Records supplied:
-- Opening Marker --
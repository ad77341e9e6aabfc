//! The renderer: the API-thread handle that owns the pipeline.
//!
//! A `Renderer` bundles the shared core (context, scheduler, pools, plugins,
//! allocation tracker), the command ring, and the API-thread-only latched
//! state (matrix mode, current color/normal/texcoord, buffer bindings). All
//! state mutation happens here on the calling thread; draw calls expand into
//! pipeline jobs that are recorded in the command ring and handed to the
//! worker pool on flush.

use std::sync::Arc;

use crate::config::RendererConfig;
use crate::context::RenderContext;
use crate::error::{GlError, RendererError};
use crate::framebuffer::Framebuffer;
use crate::memory::MemoryTracker;
use crate::pipeline::{Core, JobPools};
use crate::plugin::PluginRegistry;
use crate::ring::CommandRing;
use crate::scheduler::Scheduler;
use crate::state::MatrixMode;
use crate::texture::MAX_TEXTURE_UNITS;

mod arrays;
mod drawing;
mod matrices;
mod state;
mod textures;

pub use arrays::{BufferTarget, ClientArray};
pub use drawing::{ArrayData, ClearMask, Indices};
pub use state::{LightParam, MaterialParam};

pub struct Renderer {
    core: Arc<Core>,
    ring: CommandRing,
    default_framebuffer: Arc<Framebuffer>,
    bound_framebuffer: Option<Arc<Framebuffer>>,
    config: RendererConfig,

    // Latched API-thread state, only ever read during draw expansion.
    matrix_mode: MatrixMode,
    current_color: [f32; 4],
    current_normal: [f32; 3],
    current_texcoord: [[f32; 4]; MAX_TEXTURE_UNITS],
    active_texture_unit: usize,
    client_active_texture: usize,
    array_buffer_binding: u32,
    element_array_buffer_binding: u32,
}

impl Renderer {
    /// Creates a renderer with a default-configured framebuffer of the given
    /// pixel size.
    pub fn new(size: (u32, u32)) -> Result<Self, RendererError> {
        Self::with_config(size, RendererConfig::default())
    }

    pub fn with_config(size: (u32, u32), config: RendererConfig) -> Result<Self, RendererError> {
        let tracker = Arc::new(MemoryTracker::new());
        let context = RenderContext::new(tracker.clone());
        let scheduler = Scheduler::new(config.effective_threads(), config.profile);
        let pools = JobPools::new(tracker.clone());
        let plugins = PluginRegistry::new();
        let core = Arc::new(Core::new(
            context,
            scheduler,
            pools,
            plugins,
            tracker.clone(),
            config.uv_mode,
        ));
        Scheduler::start(&core)?;

        let default_framebuffer = Arc::new(Framebuffer::new(
            size.0,
            size.1,
            config.tile_size,
            config.color_spec,
            tracker,
        )?);

        core.context.viewport.modify(|v| {
            v.x = 0;
            v.y = 0;
            v.width = size.0 as i32;
            v.height = size.1 as i32;
        });
        core.context.scissor.modify(|s| {
            s.x = 0;
            s.y = 0;
            s.width = size.0 as i32;
            s.height = size.1 as i32;
        });

        log::info!(
            "renderer initialized: {}x{} framebuffer, {} worker(s)",
            size.0,
            size.1,
            core.scheduler.num_threads(),
        );

        Ok(Self {
            core,
            ring: CommandRing::new(),
            default_framebuffer,
            bound_framebuffer: None,
            config,
            matrix_mode: MatrixMode::Modelview,
            current_color: [1.0, 1.0, 1.0, 1.0],
            current_normal: [0.0, 0.0, 1.0],
            current_texcoord: [[0.0, 0.0, 0.0, 1.0]; MAX_TEXTURE_UNITS],
            active_texture_unit: 0,
            client_active_texture: 0,
            array_buffer_binding: 0,
            element_array_buffer_binding: 0,
        })
    }

    pub fn context(&self) -> &RenderContext {
        &self.core.context
    }

    pub fn scheduler(&self) -> &Scheduler {
        &self.core.scheduler
    }

    pub fn plugins(&self) -> &PluginRegistry {
        &self.core.plugins
    }

    pub fn memory_tracker(&self) -> Arc<MemoryTracker> {
        self.core.tracker.clone()
    }

    pub(crate) fn core(&self) -> &Arc<Core> {
        &self.core
    }

    /// The framebuffer draws currently target: the bound one, else the
    /// default.
    pub fn target_framebuffer(&self) -> &Arc<Framebuffer> {
        self.bound_framebuffer
            .as_ref()
            .unwrap_or(&self.default_framebuffer)
    }

    pub fn default_framebuffer(&self) -> &Arc<Framebuffer> {
        &self.default_framebuffer
    }

    /// Creates an additional framebuffer sharing this renderer's tile size,
    /// colour spec and allocation tracker.
    pub fn create_framebuffer(
        &self,
        width: u32,
        height: u32,
    ) -> Result<Arc<Framebuffer>, RendererError> {
        Ok(Arc::new(Framebuffer::new(
            width,
            height,
            self.config.tile_size,
            self.config.color_spec,
            self.core.tracker.clone(),
        )?))
    }

    /// Redirects draws to `framebuffer`, or back to the default with `None`.
    pub fn bind_framebuffer(&mut self, framebuffer: Option<Arc<Framebuffer>>) {
        self.bound_framebuffer = framebuffer;
    }

    /// Hands every recorded command to the scheduler without waiting.
    pub fn flush(&mut self) {
        self.ring.flush(&self.core.scheduler);
    }

    /// Flushes and blocks until all submitted work has drained.
    pub fn finish(&mut self) {
        self.flush();
        self.core.scheduler.wait();
    }

    /// Flush plus a bounded wait; `false` means work was still in flight at
    /// the deadline and downstream state must be torn down by the caller.
    #[must_use]
    pub fn finish_timeout(&mut self, timeout: std::time::Duration) -> bool {
        self.flush();
        self.core.scheduler.wait_timeout(timeout)
    }

    /// Returns and clears the calling thread's sticky error.
    pub fn get_error(&self) -> Option<GlError> {
        self.core.context.take_error()
    }

    pub fn set_profiling(&self, enabled: bool) {
        self.core.scheduler.set_profiling(enabled);
    }
}

impl Drop for Renderer {
    fn drop(&mut self) {
        self.flush();
        self.core.scheduler.shutdown();
        if self.core.scheduler.profiling() {
            self.core.scheduler.profile_report();
        }
        log::info!("renderer shut down");
    }
}
impl Scheduler {
    pub fn new(num_threads: usize, profiling: bool) -> Self {
        let num_threads = num_threads.max(1);
        let queues: Vec<Worker<Task>> = (0..num_threads).map(|_| Worker::new_fifo()).collect();
        let stealers = queues.iter().map(Worker::stealer).collect();
        Self {
            injector: Injector::new(),
            stealers,
            seed_queues: Mutex::new(queues.into_iter().map(Some).collect()),
            handles: Mutex::new(Vec::new()),
            shutdown: AtomicBool::new(false),
            profiling: AtomicBool::new(profiling),
            in_flight: CachePadded::new(AtomicUsize::new(0)),
            num_threads,
            profiles: (0..num_threads)
                .map(|_| Mutex::new(ThreadProfile::default()))
                .collect(),
        }
    }

    pub fn num_threads(&self) -> usize {
        self.num_threads
    }

    fn tag(&self) -> usize {
        self as *const Scheduler as usize
    }

    /// Spawns the worker threads. Called once, after the shared core the
    /// workers execute against has been assembled.
    pub fn start(core: &Arc<Core>) -> std::io::Result<()> {
        let scheduler = &core.scheduler;
        let mut seeds = scheduler.seed_queues.lock().unwrap();
        let mut handles = scheduler.handles.lock().unwrap();
        for (worker_id, seed) in seeds.iter_mut().enumerate() {
            let queue = seed.take().expect("scheduler started twice");
            let core = Arc::clone(core);
            let handle = std::thread::Builder::new()
                .name(format!("tessera-worker-{worker_id}"))
                .spawn(move || worker_main(core, worker_id, queue))?;
            handles.push(handle);
        }
        log::info!("scheduler started with {} worker thread(s)", scheduler.num_threads);
        Ok(())
    }

    /// Queues a task: onto the calling worker's deque when it has room, else
    /// onto the global injector. Safe to call from tasks and from the API
    /// thread alike.
    pub fn submit(&self, task: Task) {
        self.in_flight.fetch_add(1, Ordering::AcqRel);
        let mut task = Some(task);
        LOCAL.with(|slot| {
            if let Some(local) = slot.borrow().as_ref() {
                if local.scheduler_tag == self.tag() && local.worker.len() < LOCAL_QUEUE_LIMIT {
                    local.worker.push(task.take().unwrap());
                }
            }
        });
        if let Some(task) = task {
            self.injector.push(task);
        }
    }

    fn find_task(&self, local: &Worker<Task>, worker_id: usize, profile: &mut ThreadProfile) -> Option<Task> {
        if let Some(task) = local.pop() {
            return Some(task);
        }

        loop {
            match self.injector.steal_batch_and_pop(local) {
                Steal::Success(task) => return Some(task),
                Steal::Retry => profile.contention_events += 1,
                Steal::Empty => break,
            }
        }

        let timed = self.profiling.load(Ordering::Relaxed);
        let started = timed.then(Instant::now);
        for (victim, stealer) in self.stealers.iter().enumerate() {
            if victim == worker_id {
                continue;
            }
            profile.steal_attempts += 1;
            loop {
                match stealer.steal_batch_and_pop(local) {
                    Steal::Success(task) => {
                        profile.stages[task.stage().index()].steal_successes += 1;
                        if let Some(start) = started {
                            profile.steal_nanos += start.elapsed().as_nanos() as u64;
                        }
                        return Some(task);
                    }
                    Steal::Retry => profile.contention_events += 1,
                    Steal::Empty => break,
                }
            }
        }
        if let Some(start) = started {
            profile.steal_nanos += start.elapsed().as_nanos() as u64;
        }
        None
    }

    /// Spins until every queued and executing task has completed.
    pub fn wait(&self) {
        let backoff = Backoff::new();
        while self.in_flight.load(Ordering::Acquire) > 0 {
            backoff.snooze();
        }
    }

    /// Like [`wait`](Scheduler::wait) but gives up after `timeout`, returning
    /// `false` if work was still in flight at the deadline.
    #[must_use]
    pub fn wait_timeout(&self, timeout: Duration) -> bool {
        let deadline = Instant::now() + timeout;
        let backoff = Backoff::new();
        while self.in_flight.load(Ordering::Acquire) > 0 {
            if Instant::now() >= deadline {
                return false;
            }
            backoff.snooze();
        }
        true
    }

    /// Drains outstanding work, then stops and joins the workers.
    pub fn shutdown(&self) {
        self.wait();
        self.shutdown.store(true, Ordering::Release);
        let mut handles = self.handles.lock().unwrap();
        for handle in handles.drain(..) {
            if handle.join().is_err() {
                log::error!("worker thread panicked during shutdown");
            }
        }
    }

    pub fn set_profiling(&self, enabled: bool) {
        self.profiling.store(enabled, Ordering::Release);
    }

    pub fn profiling(&self) -> bool {
        self.profiling.load(Ordering::Acquire)
    }

    fn flush_profile(&self, worker_id: usize, profile: &ThreadProfile) {
        *self.profiles[worker_id].lock().unwrap() = profile.clone();
    }

    /// Merges every worker's counters into one profile.
    pub fn merged_profile(&self) -> ThreadProfile {
        let mut total = ThreadProfile::default();
        for slot in &self.profiles {
            total.accumulate(&slot.lock().unwrap());
        }
        total
    }

    /// Logs the per-stage and global profiling summary.
    pub fn profile_report(&self) {
        let total = self.merged_profile();
        log::info!("scheduler profile:");
        let mut all_tasks = 0;
        let mut all_steals = 0;
        let mut all_task_nanos = 0;
        for stage in StageTag::ALL {
            let s = &total.stages[stage.index()];
            all_tasks += s.tasks;
            all_steals += s.steal_successes;
            all_task_nanos += s.task_nanos;
            if s.tasks > 0 || s.steal_successes > 0 {
                log::info!(
                    "  {}: {} task(s), {} stolen, avg {} ns/task",
                    stage.name(),
                    s.tasks,
                    s.steal_successes,
                    s.task_nanos / s.tasks.max(1),
                );
            }
        }
        log::info!(
            "  total: {} task(s), {} steal attempt(s), {} stolen, {} contention event(s), avg {} ns/task",
            all_tasks,
            total.steal_attempts,
            all_steals,
            total.contention_events,
            all_task_nanos / all_tasks.max(1),
        );
        log::info!(
            "  texture cache: {} hit(s), {} miss(es); idle {} ns, steal scan {} ns",
            total.cache_hits,
            total.cache_misses,
            total.idle_nanos,
            total.steal_nanos,
        );
    }
}

fn worker_main(core: Arc<Core>, worker_id: usize, queue: Worker<Task>) {
    let scheduler = &core.scheduler;
    LOCAL.with(|slot| {
        *slot.borrow_mut() = Some(LocalQueue {
            scheduler_tag: scheduler.tag(),
            worker: queue,
        });
    });

    let mut wcx = WorkerContext::new(worker_id);
    let backoff = Backoff::new();
    loop {
        let task = LOCAL.with(|slot| {
            let borrow = slot.borrow();
            let local = borrow.as_ref().expect("worker queue installed");
            scheduler.find_task(&local.worker, worker_id, &mut wcx.profile)
        });

        match task {
            Some(task) => {
                let timed = scheduler.profiling.load(Ordering::Relaxed);
                let stage = task.stage().index();
                let started = timed.then(Instant::now);
                let outcome = std::panic::catch_unwind(std::panic::AssertUnwindSafe(|| {
                    crate::pipeline::execute_task(&core, &mut wcx, task)
                }));
                scheduler.in_flight.fetch_sub(1, Ordering::AcqRel);
                if outcome.is_err() {
                    log::error!("task panicked on worker {worker_id}");
                }
                if let Some(start) = started {
                    wcx.profile.stages[stage].tasks += 1;
                    wcx.profile.stages[stage].task_nanos += start.elapsed().as_nanos() as u64;
                    let (hits, misses) = wcx.texture_cache.stats();
                    wcx.profile.cache_hits = hits;
                    wcx.profile.cache_misses = misses;
                    scheduler.flush_profile(worker_id, &wcx.profile);
                }
                backoff.reset();
            }
            None => {
                if scheduler.shutdown.load(Ordering::Acquire)
                    && scheduler.in_flight.load(Ordering::Acquire) == 0
                {
                    break;
                }
                let timed = scheduler.profiling.load(Ordering::Relaxed);
                let started = timed.then(Instant::now);
                backoff.snooze();
                if let Some(start) = started {
                    wcx.profile.idle_nanos += start.elapsed().as_nanos() as u64;
                }
            }
        }
    }

    let (hits, misses) = wcx.texture_cache.stats();
    wcx.profile.cache_hits = hits;
    wcx.profile.cache_misses = misses;
    scheduler.flush_profile(worker_id, &wcx.profile);
    LOCAL.with(|slot| *slot.borrow_mut() = None);
    log::debug!("worker {worker_id} exited");
}
//! Runtime configuration for the renderer.

use crate::color::ColorSpec;
use crate::error::RendererError;
use crate::framebuffer::DEFAULT_TILE_SIZE;

pub const THREADS_ENV: &str = "TESSERA_THREADS";
pub const TILE_SIZE_ENV: &str = "TESSERA_TILE_SIZE";
pub const COLOR_SPEC_ENV: &str = "TESSERA_COLOR_SPEC";
pub const PROFILE_ENV: &str = "TESSERA_PROFILE";

/// How the fragment stage derives texture coordinates.
///
/// `FramebufferSpace` maps `u = x / width`, `v = y / height` (and the sprite
/// rectangle for point sprites); `Barycentric` interpolates the triangle's
/// vertex coordinates with affine barycentric weights.
#[derive(Debug, Clone, Copy, PartialEq, Eq, Default)]
pub enum UvMode {
    #[default]
    FramebufferSpace,
    Barycentric,
}

/// Renderer construction options.
///
/// Defaults: one worker per available core, 16-pixel tiles, ARGB8888 color,
/// profiling off. [`RendererConfig::from_env`] overrides the defaults from
/// `TESSERA_THREADS`, `TESSERA_TILE_SIZE`, `TESSERA_COLOR_SPEC` and
/// `TESSERA_PROFILE`.
#[derive(Debug, Clone)]
pub struct RendererConfig {
    pub threads: Option<usize>,
    pub tile_size: u32,
    pub color_spec: ColorSpec,
    pub profile: bool,
    pub uv_mode: UvMode,
}

impl Default for RendererConfig {
    fn default() -> Self {
        Self {
            threads: None,
            tile_size: DEFAULT_TILE_SIZE,
            color_spec: ColorSpec::Argb8888,
            profile: false,
            uv_mode: UvMode::FramebufferSpace,
        }
    }
}

impl RendererConfig {
    pub fn new() -> Self {
        Self::default()
    }

    /// Reads configuration from the environment, falling back to defaults for
    /// unset variables.
    pub fn from_env() -> Result<Self, RendererError> {
        let mut config = Self::default();
        if let Ok(value) = std::env::var(THREADS_ENV) {
            let threads: usize = value
                .parse()
                .map_err(|_| RendererError::InvalidThreadCount(0))?;
            config = config.with_threads(threads)?;
        }
        if let Ok(value) = std::env::var(TILE_SIZE_ENV) {
            let tile_size: u32 = value
                .parse()
                .map_err(|_| RendererError::InvalidTileSize(0))?;
            config = config.with_tile_size(tile_size)?;
        }
        if let Ok(value) = std::env::var(COLOR_SPEC_ENV) {
            config = config.with_color_spec(parse_color_spec(&value)?);
        }
        if let Ok(value) = std::env::var(PROFILE_ENV) {
            config.profile = value == "1" || value.eq_ignore_ascii_case("true");
        }
        Ok(config)
    }

    pub fn with_threads(mut self, threads: usize) -> Result<Self, RendererError> {
        if threads == 0 || threads > 256 {
            return Err(RendererError::InvalidThreadCount(threads));
        }
        self.threads = Some(threads);
        Ok(self)
    }

    pub fn with_tile_size(mut self, tile_size: u32) -> Result<Self, RendererError> {
        if !(4..=256).contains(&tile_size) || !tile_size.is_power_of_two() {
            return Err(RendererError::InvalidTileSize(tile_size));
        }
        self.tile_size = tile_size;
        Ok(self)
    }

    pub fn with_color_spec(mut self, color_spec: ColorSpec) -> Self {
        self.color_spec = color_spec;
        self
    }

    pub fn with_profiling(mut self, profile: bool) -> Self {
        self.profile = profile;
        self
    }

    pub fn with_uv_mode(mut self, uv_mode: UvMode) -> Self {
        self.uv_mode = uv_mode;
        self
    }

    /// The worker thread count to spawn: the configured value, else the
    /// machine's available parallelism.
    pub fn effective_threads(&self) -> usize {
        self.threads.unwrap_or_else(|| {
            std::thread::available_parallelism()
                .map(|n| n.get())
                .unwrap_or(1)
        })
    }
}

fn parse_color_spec(value: &str) -> Result<ColorSpec, RendererError> {
    match value.to_ascii_uppercase().as_str() {
        "ARGB8888" => Ok(ColorSpec::Argb8888),
        "XRGB8888" => Ok(ColorSpec::Xrgb8888),
        _ => Err(RendererError::InvalidColorSpec(value.to_string())),
    }
}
-- Closing Marker --
What is required: Your task is to find every line above containing the word "onto" and copy it.

Finished exercise:
    /// Queues a task: onto the calling worker's deque when it has room, else
    /// onto the global injector. Safe to call from tasks and from the API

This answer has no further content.